Many of the houses on our hill and on surrounding hills are huge estates. Acres and acres of lawn. One lone, beautiful building. Like something Hopper would paint, or has.
(Edward Hopper, “House by the Railroad,” 1925.)
In the belly
baguette in spicy olive oil
eggplant parmesan (homemade!)
gazpacho (homemade!)
English muffins (homemade!)
wild grape jam (made by Misha’s dad!)
fresh burrata
dark chocolate
On the table
pint of raspberries
plums
eggplants
apple chips
summer’s last cantaloupe
a tiny tower of sheep cheese
small, wussy avocadoes (we’re not in California anymore…)

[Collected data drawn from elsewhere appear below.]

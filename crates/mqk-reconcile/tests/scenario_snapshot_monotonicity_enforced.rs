//! Scenario: Snapshot Monotonicity Enforced
//!
//! # Invariants under test
//!
//! 1. A snapshot with a positive timestamp is fresh on an empty watermark.
//! 2. A snapshot with the same timestamp as the watermark is accepted
//!    (non-decreasing, not strictly increasing).
//! 3. A snapshot with a timestamp older than the watermark is rejected as Stale.
//! 4. A snapshot with `fetched_at_ms == 0` is rejected as NoTimestamp.
//! 5. Watermark advances to the accepted snapshot's timestamp after `accept`.
//! 6. Watermark does NOT advance after a Stale rejection.
//! 7. Watermark does NOT advance after a NoTimestamp rejection.
//! 8. A sequence of snapshots: only monotonically non-decreasing ones are accepted.
//! 9. `check` is read-only — it does not advance the watermark.
//! 10. `has_accepted_any` reflects whether at least one snapshot has been accepted.
//!
//! All tests are pure in-process; no DB or network required.

use mqk_reconcile::{BrokerSnapshot, SnapshotFreshness, SnapshotWatermark};

// ---------------------------------------------------------------------------
// Helpers
// ---------------------------------------------------------------------------

fn snap_at(fetched_at_ms: i64) -> BrokerSnapshot {
    BrokerSnapshot::empty_at(fetched_at_ms)
}

fn snap_no_ts() -> BrokerSnapshot {
    BrokerSnapshot::empty() // fetched_at_ms == 0
}

// ---------------------------------------------------------------------------
// 1. Fresh snapshot on empty watermark
// ---------------------------------------------------------------------------

#[test]
fn fresh_snapshot_is_accepted_on_empty_watermark() {
    let mut wm = SnapshotWatermark::new();
    let snap = snap_at(1_000);

    let result = wm.accept(&snap);
    assert_eq!(
        result,
        SnapshotFreshness::Fresh,
        "first snapshot must be Fresh"
    );
    assert!(result.is_fresh());
    assert!(!result.is_rejected());
}

// ---------------------------------------------------------------------------
// 2. Same-timestamp snapshot is accepted (non-decreasing)
// ---------------------------------------------------------------------------

#[test]
fn same_timestamp_snapshot_is_accepted() {
    let mut wm = SnapshotWatermark::new();

    assert_eq!(wm.accept(&snap_at(5_000)), SnapshotFreshness::Fresh);

    // Same timestamp as watermark → still fresh (non-decreasing, not strict).
    assert_eq!(
        wm.accept(&snap_at(5_000)),
        SnapshotFreshness::Fresh,
        "same-ms snapshot must be accepted (non-decreasing semantics)"
    );
}

// ---------------------------------------------------------------------------
// 3. Stale snapshot is rejected
// ---------------------------------------------------------------------------

#[test]
fn stale_snapshot_is_rejected() {
    let mut wm = SnapshotWatermark::new();
    wm.accept(&snap_at(10_000));

    let result = wm.accept(&snap_at(5_000)); // older
    assert!(
        result.is_rejected(),
        "snapshot older than watermark must be rejected"
    );
    match result {
        SnapshotFreshness::Stale {
            watermark_ms,
            got_ms,
        } => {
            assert_eq!(watermark_ms, 10_000);
            assert_eq!(got_ms, 5_000);
        }
        other => panic!("expected Stale, got {other:?}"),
    }
}

// ---------------------------------------------------------------------------
// 4. No-timestamp snapshot is rejected
// ---------------------------------------------------------------------------

#[test]
fn no_timestamp_snapshot_is_rejected() {
    let mut wm = SnapshotWatermark::new();

    let result = wm.accept(&snap_no_ts());
    assert_eq!(
        result,
        SnapshotFreshness::NoTimestamp,
        "snapshot with fetched_at_ms == 0 must be rejected as NoTimestamp"
    );
    assert!(result.is_rejected());
}

#[test]
fn no_timestamp_rejected_even_after_prior_fresh_acceptance() {
    let mut wm = SnapshotWatermark::new();
    wm.accept(&snap_at(1_000));

    let result = wm.accept(&snap_no_ts());
    assert_eq!(
        result,
        SnapshotFreshness::NoTimestamp,
        "no-timestamp snapshot must be rejected regardless of watermark state"
    );
}

// ---------------------------------------------------------------------------
// 5. Watermark advances on acceptance
// ---------------------------------------------------------------------------

#[test]
fn watermark_advances_on_each_accepted_snapshot() {
    let mut wm = SnapshotWatermark::new();
    assert!(!wm.has_accepted_any());

    wm.accept(&snap_at(1_000));
    assert_eq!(wm.last_accepted_ms(), 1_000);
    assert!(wm.has_accepted_any());

    wm.accept(&snap_at(2_000));
    assert_eq!(wm.last_accepted_ms(), 2_000);

    wm.accept(&snap_at(3_500));
    assert_eq!(wm.last_accepted_ms(), 3_500);
}

// ---------------------------------------------------------------------------
// 6. Watermark does NOT advance on Stale rejection
// ---------------------------------------------------------------------------

#[test]
fn watermark_unchanged_after_stale_rejection() {
    let mut wm = SnapshotWatermark::new();
    wm.accept(&snap_at(10_000));
    assert_eq!(wm.last_accepted_ms(), 10_000);

    // Stale snapshot — watermark must stay at 10_000.
    let result = wm.accept(&snap_at(9_999));
    assert!(result.is_rejected());
    assert_eq!(
        wm.last_accepted_ms(),
        10_000,
        "watermark must not advance after Stale rejection"
    );
}

// ---------------------------------------------------------------------------
// 7. Watermark does NOT advance on NoTimestamp rejection
// ---------------------------------------------------------------------------

#[test]
fn watermark_unchanged_after_no_timestamp_rejection() {
    let mut wm = SnapshotWatermark::new();
    wm.accept(&snap_at(7_000));

    let result = wm.accept(&snap_no_ts());
    assert!(result.is_rejected());
    assert_eq!(
        wm.last_accepted_ms(),
        7_000,
        "watermark must not advance after NoTimestamp rejection"
    );
}

// ---------------------------------------------------------------------------
// 8. Sequence of snapshots — only monotonic ones accepted
// ---------------------------------------------------------------------------

#[test]
fn sequence_of_snapshots_only_monotonic_ones_accepted() {
    let mut wm = SnapshotWatermark::new();

    // t=100 — fresh
    assert_eq!(wm.accept(&snap_at(100)), SnapshotFreshness::Fresh);
    assert_eq!(wm.last_accepted_ms(), 100);

    // t=200 — fresh, advances
    assert_eq!(wm.accept(&snap_at(200)), SnapshotFreshness::Fresh);
    assert_eq!(wm.last_accepted_ms(), 200);

    // t=150 — stale (out-of-order), rejected
    let r = wm.accept(&snap_at(150));
    assert!(r.is_rejected());
    assert_eq!(wm.last_accepted_ms(), 200, "watermark must stay at 200");

    // t=300 — fresh again
    assert_eq!(wm.accept(&snap_at(300)), SnapshotFreshness::Fresh);
    assert_eq!(wm.last_accepted_ms(), 300);

    // t=0 (no timestamp) — rejected
    assert_eq!(wm.accept(&snap_no_ts()), SnapshotFreshness::NoTimestamp);
    assert_eq!(wm.last_accepted_ms(), 300, "watermark must stay at 300");
}

// ---------------------------------------------------------------------------
// 9. check() is read-only — does not advance the watermark
// ---------------------------------------------------------------------------

#[test]
fn check_is_read_only_and_does_not_advance_watermark() {
    let wm = SnapshotWatermark::new();

    // check() returns Fresh for a positive-ts snapshot on empty watermark...
    let result = wm.check(&snap_at(5_000));
    assert_eq!(result, SnapshotFreshness::Fresh);

    // ...but the watermark has NOT advanced (still at initial state).
    assert!(
        !wm.has_accepted_any(),
        "check() must not advance the watermark"
    );
    assert_eq!(wm.last_accepted_ms(), i64::MIN);
}

#[test]
fn check_after_accept_reflects_watermark_correctly() {
    let mut wm = SnapshotWatermark::new();
    wm.accept(&snap_at(8_000));

    // check() on a stale snapshot returns Stale but doesn't mutate wm.
    let result = wm.check(&snap_at(4_000));
    assert!(matches!(result, SnapshotFreshness::Stale { .. }));
    assert_eq!(
        wm.last_accepted_ms(),
        8_000,
        "check() must not change the watermark"
    );
}

// ---------------------------------------------------------------------------
// 10. has_accepted_any reflects acceptance state
// ---------------------------------------------------------------------------

#[test]
fn has_accepted_any_is_false_initially() {
    let wm = SnapshotWatermark::new();
    assert!(!wm.has_accepted_any());
}

#[test]
fn has_accepted_any_is_true_after_first_acceptance() {
    let mut wm = SnapshotWatermark::new();
    wm.accept(&snap_at(1));
    assert!(wm.has_accepted_any());
}

#[test]
fn has_accepted_any_stays_true_even_after_subsequent_stale_rejection() {
    let mut wm = SnapshotWatermark::new();
    wm.accept(&snap_at(100));
    wm.accept(&snap_at(1)); // stale — rejected
    assert!(
        wm.has_accepted_any(),
        "has_accepted_any must remain true after a rejection"
    );
}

It’s funny to me that I don’t even know Lisa Congdon and yet I post things she’s made, like the above Alice Walker. I guess that’s what blogs do, let us be in touch with people we wouldn’t otherwise. I like it when people tell me that they read my blog–it’s always a confession. If you’re reading this, thanks for reading this. When you tell me that you read this, I get pretty joyful.